NCPA - National Center for Policy Analysis


May 18, 2004

The U.N. Food and Agriculture Organization (FAO) is coming out in favor of biotech crops, saying genetically modified organisms have already helped small farmers financially, have had some environmental benefits and no ill effects on health.

In a major report released Monday, the food agency said the main problem with agricultural biotechnology to date is that it hasn't spread fast enough to the world's poor farmers and has focused on crops that are mostly of use to big commercial interests.
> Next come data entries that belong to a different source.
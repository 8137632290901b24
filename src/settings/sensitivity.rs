//! Static classification of which settings hold secrets.
//!
//! The table is part of the deployed binary, not of the stored data. Changing
//! it does not touch flags already persisted; `configgate-admin migrate`
//! re-encrypts rows that became sensitive.

/// A classification table: category → keys.
pub type ClassTable = &'static [(&'static str, &'static [&'static str])];

/// Settings whose values are credentials.
pub const SENSITIVE_CONFIGS: ClassTable = &[
    ("SMTP", &["smtp_password"]),
    ("API", &["openai_api_key", "webhook_secret", "api_secret_key"]),
    ("SECURITY", &["encryption_key", "jwt_secret", "oauth_client_secret"]),
    ("GENERAL", &["database_password", "redis_password"]),
];

/// Decides, for each (category, key), whether the value is sensitive and
/// whether it should be encrypted.
///
/// Everything sensitive must be encrypted. `encrypt_also` lists settings that
/// are encrypted when possible without being sensitive; it is empty by default.
#[derive(Debug, Clone, Copy)]
pub struct SensitivityClassifier {
    sensitive: ClassTable,
    encrypt_also: ClassTable,
}

impl SensitivityClassifier {
    pub const fn new(sensitive: ClassTable, encrypt_also: ClassTable) -> Self {
        Self {
            sensitive,
            encrypt_also,
        }
    }

    pub fn is_sensitive(&self, category: &str, key: &str) -> bool {
        contains(self.sensitive, category, key)
    }

    pub fn should_encrypt(&self, category: &str, key: &str) -> bool {
        self.is_sensitive(category, key) || contains(self.encrypt_also, category, key)
    }

    /// All sensitive (category, key) pairs.
    pub fn entries(&self) -> impl Iterator<Item = (&'static str, &'static str)> {
        self.sensitive
            .iter()
            .flat_map(|(category, keys)| keys.iter().map(move |key| (*category, *key)))
    }
}

impl Default for SensitivityClassifier {
    fn default() -> Self {
        Self::new(SENSITIVE_CONFIGS, &[])
    }
}

fn contains(table: ClassTable, category: &str, key: &str) -> bool {
    table
        .iter()
        .find(|(c, _)| *c == category)
        .is_some_and(|(_, keys)| keys.contains(&key))
}

#[cfg(test)]
mod tests {
    use super::*;

    #[test]
    fn test_known_classifications() {
        let classifier = SensitivityClassifier::default();
        let cases = [
            ("SMTP", "smtp_password", true),
            ("API", "openai_api_key", true),
            ("API", "webhook_secret", true),
            ("API", "api_secret_key", true),
            ("SECURITY", "encryption_key", true),
            ("SECURITY", "jwt_secret", true),
            ("SECURITY", "oauth_client_secret", true),
            ("GENERAL", "database_password", true),
            ("GENERAL", "redis_password", true),
            ("SMTP", "smtp_enabled", false),
            ("API", "api_rate_limit", false),
            ("GENERAL", "max_file_size_mb", false),
            ("GENERAL", "app_name", false),
        ];
        for (category, key, expected) in cases {
            assert_eq!(classifier.is_sensitive(category, key), expected, "{category}.{key}");
            assert_eq!(classifier.should_encrypt(category, key), expected, "{category}.{key}");
        }
    }

    #[test]
    fn test_matching_is_exact() {
        let classifier = SensitivityClassifier::default();
        assert!(!classifier.is_sensitive("smtp", "smtp_password"));
        assert!(!classifier.is_sensitive("SMTP", "SMTP_PASSWORD"));
        assert!(!classifier.is_sensitive("API", "smtp_password"));
    }

    #[test]
    fn test_entries_cover_table() {
        let entries: Vec<_> = SensitivityClassifier::default().entries().collect();
        assert_eq!(entries.len(), 9);
        assert!(entries.contains(&("SMTP", "smtp_password")));
    }

    #[test]
    fn test_encrypt_also_is_not_sensitive() {
        let classifier = SensitivityClassifier::new(SENSITIVE_CONFIGS, &[("SMTP", &["smtp_username"])]);
        assert!(classifier.should_encrypt("SMTP", "smtp_username"));
        assert!(!classifier.is_sensitive("SMTP", "smtp_username"));
    }
}
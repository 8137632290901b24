//! Integration tests for the admin HTTP surface.
//!
//! Requests are driven through the real router with `oneshot`; the database is
//! an in-memory SQLite pool with the guard triggers installed.

use axum::body::Body;
use axum::http::{Method, Request, StatusCode};
use axum::Router;
use configgate::config::DatabaseConfig;
use configgate::crypto::{CipherBox, EncryptionKey, KeySource};
use configgate::db::{self, ConfigStore, DbPool, SqliteAuditLog, SqliteConfigStore};
use configgate::settings::default_entries;
use configgate::sqlite_gate;
use configgate::web::{create_router, AppState, ACTOR_HEADER};
use http_body_util::BodyExt;
use serde_json::{json, Value};
use std::sync::Arc;
use tower::ServiceExt;

async fn setup(cipher: CipherBox) -> (Router, DbPool) {
    let pool = db::connect(&DatabaseConfig {
        url: "sqlite::memory:".to_string(),
        max_connections: 1,
    })
    .await
    .expect("in-memory database");

    let state = AppState {
        gate: Arc::new(sqlite_gate(&pool, Arc::new(cipher))),
        audit: Arc::new(SqliteAuditLog::new(pool.clone())),
    };
    (create_router(state), pool)
}

fn test_cipher() -> CipherBox {
    CipherBox::new(&EncryptionKey::from_bytes([42u8; 32]), KeySource::Base64)
}

async fn send(app: &Router, request: Request<Body>) -> (StatusCode, Value) {
    let response = app.clone().oneshot(request).await.unwrap();
    let status = response.status();
    let bytes = response.into_body().collect().await.unwrap().to_bytes();
    let body = if bytes.is_empty() {
        Value::Null
    } else {
        serde_json::from_slice(&bytes).unwrap()
    };
    (status, body)
}

fn get(uri: &str) -> Request<Body> {
    Request::builder().uri(uri).body(Body::empty()).unwrap()
}

fn put(uri: &str, actor: Option<&str>, body: Value) -> Request<Body> {
    let mut builder = Request::builder()
        .method(Method::PUT)
        .uri(uri)
        .header("content-type", "application/json");
    if let Some(actor) = actor {
        builder = builder.header(ACTOR_HEADER, actor);
    }
    builder.body(Body::from(body.to_string())).unwrap()
}

fn with_actor(method: Method, uri: &str) -> Request<Body> {
    Request::builder()
        .method(method)
        .uri(uri)
        .header(ACTOR_HEADER, "admin")
        .body(Body::empty())
        .unwrap()
}

#[tokio::test]
async fn test_health() {
    let (app, _pool) = setup(test_cipher()).await;
    let (status, body) = send(&app, get("/health")).await;
    assert_eq!(status, StatusCode::OK);
    assert_eq!(body["status"], "ok");
}

#[tokio::test]
async fn test_encryption_health() {
    let (app, _pool) = setup(test_cipher()).await;
    let (status, body) = send(&app, get("/health/encryption")).await;
    assert_eq!(status, StatusCode::OK);
    assert_eq!(body, json!({ "available": true, "key_source": "base64", "self_test": true }));

    let (app, _pool) = setup(CipherBox::unavailable()).await;
    let (_, body) = send(&app, get("/health/encryption")).await;
    assert_eq!(body["available"], false);
    assert_eq!(body["key_source"], "unavailable");
}

#[tokio::test]
async fn test_put_and_get_plain_setting() {
    let (app, _pool) = setup(test_cipher()).await;

    let (status, body) = send(
        &app,
        put("/config/GENERAL/app_name", Some("admin"), json!({ "value": "Luna" })),
    )
    .await;
    assert_eq!(status, StatusCode::OK);
    assert_eq!(body["is_encrypted"], false);
    assert_eq!(body["created"], true);

    let (status, body) = send(&app, get("/config/GENERAL/app_name")).await;
    assert_eq!(status, StatusCode::OK);
    assert_eq!(body["display_value"], "Luna");
    assert_eq!(body["value_kind"], "str");
}

#[tokio::test]
async fn test_secret_never_leaves_the_server() {
    let (app, pool) = setup(test_cipher()).await;

    let (status, body) = send(
        &app,
        put(
            "/config/SMTP/smtp_password",
            Some("admin"),
            json!({ "value": "s3cr3t!", "description": "Mail relay" }),
        ),
    )
    .await;
    assert_eq!(status, StatusCode::OK);
    assert_eq!(body["is_encrypted"], true);

    let token = SqliteConfigStore::new(pool.clone())
        .get("SMTP", "smtp_password")
        .await
        .unwrap()
        .unwrap()
        .config_value;

    for uri in ["/config/SMTP/smtp_password", "/config", "/audit"] {
        let (status, body) = send(&app, get(uri)).await;
        assert_eq!(status, StatusCode::OK, "{uri}");
        let text = body.to_string();
        assert!(!text.contains("s3cr3t!"), "{uri} leaked the secret");
        assert!(!text.contains(&token), "{uri} leaked the ciphertext");
    }

    let (_, body) = send(&app, get("/config/SMTP/smtp_password")).await;
    assert_eq!(body["display_value"], "s3cr***");
    assert_eq!(body["is_sensitive"], true);
    assert_eq!(body["description"], "Mail relay");
}

#[tokio::test]
async fn test_write_without_actor_is_rejected() {
    let (app, _pool) = setup(test_cipher()).await;
    let (status, _) = send(
        &app,
        put("/config/GENERAL/app_name", None, json!({ "value": "Luna" })),
    )
    .await;
    assert_eq!(status, StatusCode::BAD_REQUEST);
}

#[tokio::test]
async fn test_refused_secret_returns_forbidden() {
    let (app, pool) = setup(CipherBox::unavailable()).await;

    let (status, body) = send(
        &app,
        put("/config/SMTP/smtp_password", Some("admin"), json!({ "value": "hunter2" })),
    )
    .await;
    assert_eq!(status, StatusCode::FORBIDDEN);
    assert_eq!(body["reason"], "cipher_unavailable");
    assert!(!body.to_string().contains("hunter2"));

    let row = SqliteConfigStore::new(pool)
        .get("SMTP", "smtp_password")
        .await
        .unwrap();
    assert!(row.is_none());
}

#[tokio::test]
async fn test_typed_values() {
    let (app, _pool) = setup(test_cipher()).await;

    let (status, body) = send(
        &app,
        put("/config/SMTP/smtp_port", Some("admin"), json!({ "value": 587 })),
    )
    .await;
    assert_eq!(status, StatusCode::OK);
    assert_eq!(body["value_kind"], "int");

    let (_, body) = send(&app, get("/config/SMTP/smtp_port")).await;
    assert_eq!(body["display_value"], "587");
}

#[tokio::test]
async fn test_delete_setting() {
    let (app, _pool) = setup(test_cipher()).await;
    send(
        &app,
        put("/config/GENERAL/app_name", Some("admin"), json!({ "value": "Luna" })),
    )
    .await;

    let (status, _) = send(&app, with_actor(Method::DELETE, "/config/GENERAL/app_name")).await;
    assert_eq!(status, StatusCode::NO_CONTENT);

    let (status, _) = send(&app, with_actor(Method::DELETE, "/config/GENERAL/app_name")).await;
    assert_eq!(status, StatusCode::NOT_FOUND);

    let (status, _) = send(&app, get("/config/GENERAL/app_name")).await;
    assert_eq!(status, StatusCode::NOT_FOUND);
}

#[tokio::test]
async fn test_reset_to_defaults() {
    let (app, _pool) = setup(test_cipher()).await;
    send(
        &app,
        put("/config/GENERAL/custom", Some("admin"), json!({ "value": true })),
    )
    .await;

    let (status, body) = send(&app, with_actor(Method::POST, "/config/reset")).await;
    assert_eq!(status, StatusCode::OK);
    assert_eq!(body["applied"], default_entries().len());

    let (status, _) = send(&app, get("/config/GENERAL/custom")).await;
    assert_eq!(status, StatusCode::NOT_FOUND);

    let (_, body) = send(&app, get("/audit?limit=1")).await;
    assert_eq!(body.as_array().unwrap().len(), 1);
    assert_eq!(body[0]["action"], "RESET_CONFIG_DEFAULTS");
}

#[tokio::test]
async fn test_audit_lists_redacted_entries() {
    let (app, _pool) = setup(test_cipher()).await;
    send(
        &app,
        put("/config/API/openai_api_key", Some("ops"), json!({ "value": "sk-verysecret" })),
    )
    .await;

    let (status, body) = send(&app, get("/audit")).await;
    assert_eq!(status, StatusCode::OK);
    let entries = body.as_array().unwrap();
    assert_eq!(entries.len(), 1);
    assert_eq!(entries[0]["actor"], "ops");
    assert_eq!(entries[0]["action"], "CREATE_CONFIG");
    assert_eq!(entries[0]["new_value"], "[SENSITIVE]");
}

#[tokio::test]
async fn test_storage_failure_is_generic() {
    let (app, pool) = setup(test_cipher()).await;
    pool.close().await;

    let (status, body) = send(
        &app,
        put("/config/GENERAL/app_name", Some("admin"), json!({ "value": "Luna" })),
    )
    .await;
    assert_eq!(status, StatusCode::SERVICE_UNAVAILABLE);
    assert_eq!(body["error"], "storage unavailable, try again");
}
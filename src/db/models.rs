use chrono::{DateTime, Utc};
use configgate_types::{ValueKind, ValueParseError};
use serde::{Deserialize, Serialize};
use sqlx::FromRow;

/// One row of `system_config`.
///
/// `config_value` is opaque here: plaintext or a cipher token, as flagged by
/// `is_encrypted`.
#[derive(Debug, Clone, FromRow)]
pub struct ConfigRow {
    pub id: i64,
    pub category: String,
    pub config_key: String,
    pub config_value: String,
    pub value_kind: String,
    pub description: Option<String>,
    pub is_encrypted: bool,
    pub is_active: bool,
    pub updated_by: Option<String>,
    pub created_at: DateTime<Utc>,
    pub updated_at: DateTime<Utc>,
}

impl ConfigRow {
    pub fn kind(&self) -> Result<ValueKind, ValueParseError> {
        ValueKind::parse(&self.value_kind)
    }

    /// `"CATEGORY.key"`, the audit target for this row.
    pub fn target(&self) -> String {
        format!("{}.{}", self.category, self.config_key)
    }
}

/// A row ready to be written.
///
/// Built only by the settings gate, after classification and encryption.
#[derive(Clone)]
pub struct NewConfigEntry {
    pub category: String,
    pub key: String,
    pub stored_value: String,
    pub value_kind: ValueKind,
    pub description: Option<String>,
    pub is_encrypted: bool,
    pub updated_by: Option<String>,
}

impl std::fmt::Debug for NewConfigEntry {
    fn fmt(&self, f: &mut std::fmt::Formatter<'_>) -> std::fmt::Result {
        f.debug_struct("NewConfigEntry")
            .field("category", &self.category)
            .field("key", &self.key)
            .field("value_kind", &self.value_kind)
            .field("is_encrypted", &self.is_encrypted)
            .finish_non_exhaustive()
    }
}

/// Admin audit log row
#[derive(Debug, Clone, FromRow, Serialize, Deserialize)]
pub struct AuditLogEntry {
    pub id: i64,
    pub actor: String,
    pub action: String,
    pub target: String,
    pub old_value: Option<String>,
    pub new_value: Option<String>,
    pub details: Option<String>,
    pub timestamp: DateTime<Utc>,
}

/// New audit record. Value summaries must already be redacted.
#[derive(Debug, Clone, PartialEq, Eq)]
pub struct NewAuditRecord {
    pub actor: String,
    pub action: AuditAction,
    pub target: String,
    pub old_value: Option<String>,
    pub new_value: Option<String>,
    pub details: Option<String>,
}

/// Audited configuration actions
#[derive(Debug, Clone, Copy, PartialEq, Eq, Serialize, Deserialize)]
#[serde(rename_all = "SCREAMING_SNAKE_CASE")]
pub enum AuditAction {
    CreateConfig,
    UpdateConfig,
    DeleteConfig,
    ResetConfigDefaults,
    ConfigWriteRefused,
    MigrateConfigEncryption,
}

impl AuditAction {
    pub fn as_str(&self) -> &'static str {
        match self {
            Self::CreateConfig => "CREATE_CONFIG",
            Self::UpdateConfig => "UPDATE_CONFIG",
            Self::DeleteConfig => "DELETE_CONFIG",
            Self::ResetConfigDefaults => "RESET_CONFIG_DEFAULTS",
            Self::ConfigWriteRefused => "CONFIG_WRITE_REFUSED",
            Self::MigrateConfigEncryption => "MIGRATE_CONFIG_ENCRYPTION",
        }
    }
}

impl std::fmt::Display for AuditAction {
    fn fmt(&self, f: &mut std::fmt::Formatter<'_>) -> std::fmt::Result {
        write!(f, "{}", self.as_str())
    }
}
The report is likely to fuel the debate about genetically modified, or transgenic crops, at a time when the technology continues to face public opposition in some European and African countries:

Proponents of GM foods say plants that can resist insects and be fortified with extra vitamins are a boon to farmers and consumers. According to researchers:

  • Transgenic crops currently on the market are safe to eat, but scientists differ on the environmental impact, noting that genes from GM crops can be transferred to wild species.
  • Scientists differ on whether that in itself is a bad thing and said what's needed most is more research to assess the environmental consequences of this so-called "gene flow."
  • Reduction in pesticides and toxic herbicides that come with transgenic crops has had "demonstrable health benefits" for farm workers in China.
  • Some GM crops, especially insect-resistant cotton, "are yielding significant economic gains to small farmers."

Dr. Harwig de Haen, assistant director-general of FAO's economic and social department, said Monday that biotechnology isn't a panacea to fight world hunger, but that it can help in three major ways: by raising farmers' production and incomes, by increasing food supplies and thus reducing prices, and by contributing to the nutritional quality of crops.